Examine every line of the listing below. Count those containing "EndpointsConfig" and state only the result.

■ The data
++++++++
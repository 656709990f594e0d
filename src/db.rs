use crate::models::EnrichmentRecord;
use chrono::{DateTime, Utc};
use color_eyre::Result;
use rusqlite::{params, Connection};
use tracing::warn;

/// One persisted enrichment cycle, as kept in the local history database.
#[derive(Debug, Clone)]
pub struct HistoryEntry {
    pub id: i64,
    pub saved_at: DateTime<Utc>,
    pub record: EnrichmentRecord,
}

/// Local SQLite log of records that were submitted to the persistence
/// endpoint. Diagnostic only; the HTTP endpoint stays the system of record.
pub struct HistoryStore {
    conn: Connection,
}

impl HistoryStore {
    pub fn open(path: &str) -> Result<Self> {
        Self::from_connection(Connection::open(path)?)
    }

    pub fn open_in_memory() -> Result<Self> {
        Self::from_connection(Connection::open_in_memory()?)
    }

    fn from_connection(conn: Connection) -> Result<Self> {
        conn.execute(
            "CREATE TABLE IF NOT EXISTS enrichments (
                id INTEGER PRIMARY KEY AUTOINCREMENT,
                saved_at TEXT NOT NULL,
                latitude TEXT NOT NULL,
                longitude TEXT NOT NULL,
                country TEXT NOT NULL,
                state TEXT NOT NULL,
                city TEXT NOT NULL,
                postal_code TEXT NOT NULL,
                zone TEXT NOT NULL,
                ip_address TEXT NOT NULL
            )",
            [],
        )?;
        Ok(Self { conn })
    }

    pub fn insert(&self, record: &EnrichmentRecord) -> Result<HistoryEntry> {
        let saved_at = Utc::now();
        self.conn.execute(
            "INSERT INTO enrichments
                (saved_at, latitude, longitude, country, state, city, postal_code, zone, ip_address)
             VALUES (?1, ?2, ?3, ?4, ?5, ?6, ?7, ?8, ?9)",
            params![
                saved_at.to_rfc3339(),
                record.latitude,
                record.longitude,
                record.country,
                record.state,
                record.city,
                record.postal_code,
                record.zone,
                record.ip_address,
            ],
        )?;
        Ok(HistoryEntry {
            id: self.conn.last_insert_rowid(),
            saved_at,
            record: record.clone(),
        })
    }

    /// Most recent entries first.
    pub fn load(&self) -> Result<Vec<HistoryEntry>> {
        let mut stmt = self.conn.prepare(
            "SELECT id, saved_at, latitude, longitude, country, state, city,
                    postal_code, zone, ip_address
             FROM enrichments ORDER BY id DESC LIMIT 200",
        )?;
        let rows = stmt.query_map([], |row| {
            let saved_at_raw: String = row.get(1)?;
            Ok(HistoryEntry {
                id: row.get(0)?,
                saved_at: parse_saved_at(&saved_at_raw),
                record: EnrichmentRecord {
                    latitude: row.get(2)?,
                    longitude: row.get(3)?,
                    country: row.get(4)?,
                    state: row.get(5)?,
                    city: row.get(6)?,
                    postal_code: row.get(7)?,
                    zone: row.get(8)?,
                    ip_address: row.get(9)?,
                },
            })
        })?;

        let mut entries = Vec::new();
        for row in rows {
            entries.push(row?);
        }
        Ok(entries)
    }

    /// Writes the full history to a CSV file, returning the row count.
    pub fn export_csv(&self, path: &str) -> Result<usize> {
        let entries = self.load()?;
        let mut writer = csv::Writer::from_path(path)?;
        writer.write_record([
            "savedAt",
            "latitude",
            "longitude",
            "country",
            "state",
            "city",
            "postalCode",
            "zone",
            "ipAddress",
        ])?;
        for entry in &entries {
            let r = &entry.record;
            let saved_at = entry.saved_at.to_rfc3339();
            writer.write_record([
                saved_at.as_str(),
                r.latitude.as_str(),
                r.longitude.as_str(),
                r.country.as_str(),
                r.state.as_str(),
                r.city.as_str(),
                r.postal_code.as_str(),
                r.zone.as_str(),
                r.ip_address.as_str(),
            ])?;
        }
        writer.flush()?;
        Ok(entries.len())
    }
}

fn parse_saved_at(raw: &str) -> DateTime<Utc> {
    DateTime::parse_from_rfc3339(raw)
        .map(|dt| dt.with_timezone(&Utc))
        .unwrap_or_else(|e| {
            warn!("Unparseable saved_at '{}' in history: {}", raw, e);
            Utc::now()
        })
}

#[cfg(test)]
mod tests {
    use super::*;

    fn sample_record() -> EnrichmentRecord {
        EnrichmentRecord {
            latitude: "52.52".into(),
            longitude: "13.405".into(),
            country: "Germany".into(),
            state: "Berlin".into(),
            city: "Berlin".into(),
            postal_code: "10117".into(),
            zone: "Not Available".into(),
            ip_address: "203.0.113.7".into(),
        }
    }

    #[test]
    fn insert_and_load_round_trip() {
        let store = HistoryStore::open_in_memory().unwrap();
        let entry = store.insert(&sample_record()).unwrap();
        assert_eq!(entry.id, 1);

        let loaded = store.load().unwrap();
        assert_eq!(loaded.len(), 1);
        assert_eq!(loaded[0].record, sample_record());
    }

    #[test]
    fn load_returns_newest_first() {
        let store = HistoryStore::open_in_memory().unwrap();
        let mut first = sample_record();
        first.city = "Potsdam".into();
        store.insert(&first).unwrap();
        store.insert(&sample_record()).unwrap();

        let loaded = store.load().unwrap();
        assert_eq!(loaded[0].record.city, "Berlin");
        assert_eq!(loaded[1].record.city, "Potsdam");
    }

    #[test]
    fn exports_csv_with_header_and_rows() {
        let store = HistoryStore::open_in_memory().unwrap();
        store.insert(&sample_record()).unwrap();

        let path = std::env::temp_dir().join("geoform-history-test.csv");
        let path = path.to_str().unwrap().to_string();
        let count = store.export_csv(&path).unwrap();
        assert_eq!(count, 1);

        let contents = std::fs::read_to_string(&path).unwrap();
        assert!(contents.starts_with("savedAt,latitude"));
        assert!(contents.contains("203.0.113.7"));
        let _ = std::fs::remove_file(&path);
    }
}
//! Location-fix provider for the enrichment form.
//!
//! This module is the "device sensor" of the workflow: [`read_position`]
//! returns the coordinates used to pre-fill the form when the user has not
//! typed any. The fix comes from IP geolocation (IpApi via `ipgeolocate`),
//! which is the closest thing a terminal app has to a location sensor.

use ipgeolocate::{Locator, Service};
use std::fmt;
use tracing::info;

/// A coordinate fix in decimal degrees (WGS84).
#[derive(Debug, Clone, Copy, PartialEq)]
pub struct Position {
    pub latitude: f64,
    pub longitude: f64,
}

/// Why a fix could not be obtained.
///
/// `PermissionDenied` is the one condition surfaced to the user; every
/// other failure aborts the acquisition silently.
#[derive(Debug, Clone, PartialEq)]
pub enum SensorError {
    PermissionDenied,
    Other(String),
}

impl fmt::Display for SensorError {
    fn fmt(&self, f: &mut fmt::Formatter<'_>) -> fmt::Result {
        match self {
            SensorError::PermissionDenied => write!(f, "location permission denied"),
            SensorError::Other(msg) => write!(f, "{}", msg),
        }
    }
}

/// Resolves an approximate position for the given probe address.
///
/// On success returns the reported latitude and longitude. Service errors
/// that indicate a refused or quota-blocked request map to
/// [`SensorError::PermissionDenied`]; everything else, including a fix the
/// service reports with unparseable coordinates, is [`SensorError::Other`].
pub async fn read_position(probe_ip: &str) -> Result<Position, SensorError> {
    // Using IpApi as the service, it's pretty reliable.
    match Locator::get(probe_ip, Service::IpApi).await {
        Ok(loc) => {
            let latitude = loc
                .latitude
                .parse::<f64>()
                .map_err(|e| SensorError::Other(format!("bad latitude in fix: {}", e)))?;
            let longitude = loc
                .longitude
                .parse::<f64>()
                .map_err(|e| SensorError::Other(format!("bad longitude in fix: {}", e)))?;
            info!("Location fix acquired - ({}, {})", latitude, longitude);
            Ok(Position { latitude, longitude })
        }
        Err(e) => Err(classify(&e.to_string())),
    }
}

fn classify(msg: &str) -> SensorError {
    let lower = msg.to_lowercase();
    if lower.contains("denied") || lower.contains("forbidden") || lower.contains("quota") {
        SensorError::PermissionDenied
    } else {
        SensorError::Other(msg.to_string())
    }
}

#[cfg(test)]
mod tests {
    use super::*;

    #[test]
    fn denied_service_messages_classify_as_permission_errors() {
        assert_eq!(classify("request denied by service"), SensorError::PermissionDenied);
        assert_eq!(classify("HTTP 403 Forbidden"), SensorError::PermissionDenied);
        assert_eq!(
            classify("connection reset by peer"),
            SensorError::Other("connection reset by peer".to_string())
        );
    }
}
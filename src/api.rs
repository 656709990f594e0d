use crate::config::EndpointsConfig;
use crate::models::{EnrichmentRecord, IpResponse, ReverseGeocodeResponse};
use color_eyre::Result;
use reqwest::Client;

/// HTTP client for the three upstream services: reverse geocoding, public
/// IP lookup, and the form-data persistence endpoint. Cheap to clone into
/// spawned tasks; the inner `reqwest::Client` shares its connection pool.
#[derive(Clone)]
pub struct ApiClient {
    client: Client,
    endpoints: EndpointsConfig,
}

impl ApiClient {
    pub fn new(endpoints: EndpointsConfig) -> Self {
        Self {
            // Nominatim rejects requests without a User-Agent. No request
            // timeout: every call is allowed to settle on its own.
            client: Client::builder()
                .user_agent(concat!("geoform-tui/", env!("CARGO_PKG_VERSION")))
                .build()
                .unwrap(),
            endpoints,
        }
    }

    /// Reverse-geocodes a coordinate. Non-finite inputs are formatted as-is
    /// ("NaN") and surface as the service's error response.
    pub async fn reverse_geocode(&self, lat: f64, lon: f64) -> Result<ReverseGeocodeResponse> {
        let res = self
            .client
            .get(&self.endpoints.reverse_geocode_url)
            .query(&[
                ("lat", lat.to_string()),
                ("lon", lon.to_string()),
                ("format", "json".to_string()),
            ])
            .send()
            .await?
            .json::<ReverseGeocodeResponse>()
            .await?;
        Ok(res)
    }

    /// Queries the public-IP service with no parameters.
    pub async fn fetch_ip(&self) -> Result<IpResponse> {
        let res = self
            .client
            .get(&self.endpoints.ip_lookup_url)
            .send()
            .await?
            .json::<IpResponse>()
            .await?;
        Ok(res)
    }

    /// Submits a completed record as a JSON POST. Any OK-class status is
    /// success; the response body is ignored.
    pub async fn submit_record(&self, record: &EnrichmentRecord) -> Result<()> {
        self.client
            .post(&self.endpoints.form_submit_url)
            .json(record)
            .send()
            .await?
            .error_for_status()?;
        Ok(())
    }
}

#[cfg(test)]
mod tests {
    use super::*;
    use crate::config::Config;

    #[test]
    fn client_builds_with_default_endpoints() {
        let api = ApiClient::new(Config::default().endpoints);
        assert!(api.endpoints.reverse_geocode_url.contains("nominatim"));
    }

    #[test]
    fn ip_response_tolerates_missing_field() {
        let resp: IpResponse = serde_json::from_str("{}").unwrap();
        assert!(resp.ip.is_none());
        let resp: IpResponse = serde_json::from_str(r#"{"ip":"203.0.113.7"}"#).unwrap();
        assert_eq!(resp.ip.as_deref(), Some("203.0.113.7"));
    }
}
use color_eyre::Result;
use geoform_tui::{
    api::ApiClient,
    app::App,
    config::Config,
    db::HistoryStore,
    events::{Command, Event, EventHandler},
    location, logging, ui,
};
use ratatui::{backend::CrosstermBackend, Terminal};
use std::io;
use tokio::sync::mpsc::UnboundedSender;
use tracing::error;

#[tokio::main]
async fn main() -> Result<()> {
    // Instrumentation and safety
    let _log_guard = logging::initialize_logging();
    install_panic_hook();
    color_eyre::install()?;

    let config = Config::load();
    let store = HistoryStore::open("enrichments.db")?;
    let history = store.load()?;

    // Ready terminal and state
    let mut terminal = setup_terminal()?;
    let mut app = App::new(config.clone(), history);
    let mut events = EventHandler::new(config.ui.tick_rate_ms);
    let api = ApiClient::new(config.endpoints.clone());

    // Main loop
    while !app.should_quit {
        terminal.draw(|f| ui::render(f, &app))?;

        if let Some(event) = events.next().await {
            app.handle_event(event);
        }
        for command in app.take_commands() {
            dispatch(command, &api, &store, &config, &events.tx, &mut app);
        }
    }

    restore_terminal(terminal)?;
    Ok(())
}

/// Executes one side effect requested by the app: network operations are
/// spawned as tasks that post their completion back onto the event channel,
/// local history operations run inline.
fn dispatch(
    command: Command,
    api: &ApiClient,
    store: &HistoryStore,
    config: &Config,
    tx: &UnboundedSender<Event>,
    app: &mut App,
) {
    match command {
        Command::FetchIp => {
            let api = api.clone();
            let tx = tx.clone();
            tokio::spawn(async move {
                let result = match api.fetch_ip().await {
                    Ok(resp) => Ok(resp.ip.unwrap_or_default()),
                    Err(e) => Err(e.to_string()),
                };
                let _ = tx.send(Event::IpResult(result));
            });
        }
        Command::ReadSensor => {
            let probe_ip = config.sensor.probe_ip.clone();
            let tx = tx.clone();
            tokio::spawn(async move {
                let result = location::read_position(&probe_ip).await;
                let _ = tx.send(Event::SensorResult(result));
            });
        }
        Command::ReverseGeocode { lat, lon } => {
            let api = api.clone();
            let tx = tx.clone();
            tokio::spawn(async move {
                let result = api.reverse_geocode(lat, lon).await.map_err(|e| e.to_string());
                let _ = tx.send(Event::GeocodeResult(result));
            });
        }
        Command::Persist(record) => {
            let api = api.clone();
            let tx = tx.clone();
            tokio::spawn(async move {
                let result = match api.submit_record(&record).await {
                    Ok(()) => Ok(record),
                    Err(e) => Err(e.to_string()),
                };
                let _ = tx.send(Event::PersistResult(result));
            });
        }
        Command::RecordHistory(record) => match store.insert(&record) {
            Ok(entry) => app.push_history(entry),
            Err(e) => error!("Failed to record submission history: {}", e),
        },
        Command::ExportHistory => match store.export_csv("enrichment-history.csv") {
            Ok(count) => {
                app.status = Some(format!("Exported {} records to enrichment-history.csv", count));
            }
            Err(e) => {
                error!("History export failed: {}", e);
                app.status = Some("Export failed; see logs.".to_string());
            }
        },
    }
}

fn setup_terminal() -> Result<Terminal<CrosstermBackend<io::Stdout>>> {
    crossterm::terminal::enable_raw_mode()?;
    let mut stdout = io::stdout();
    crossterm::execute!(
        stdout,
        crossterm::terminal::EnterAlternateScreen,
        crossterm::cursor::Hide
    )?;
    Ok(Terminal::new(CrosstermBackend::new(stdout))?)
}

fn restore_terminal(mut terminal: Terminal<CrosstermBackend<io::Stdout>>) -> Result<()> {
    crossterm::terminal::disable_raw_mode()?;
    crossterm::execute!(
        terminal.backend_mut(),
        crossterm::terminal::LeaveAlternateScreen,
        crossterm::cursor::Show
    )?;
    Ok(())
}

fn install_panic_hook() {
    let original_hook = std::panic::take_hook();
    std::panic::set_hook(Box::new(move |panic_info| {
        // Force terminal cleanup!
        crossterm::terminal::disable_raw_mode().ok();
        crossterm::execute!(
            std::io::stdout(),
            crossterm::terminal::LeaveAlternateScreen,
            crossterm::cursor::Show
        )
        .ok();
        original_hook(panic_info);
    }));
}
++++++++
■ Final answer
3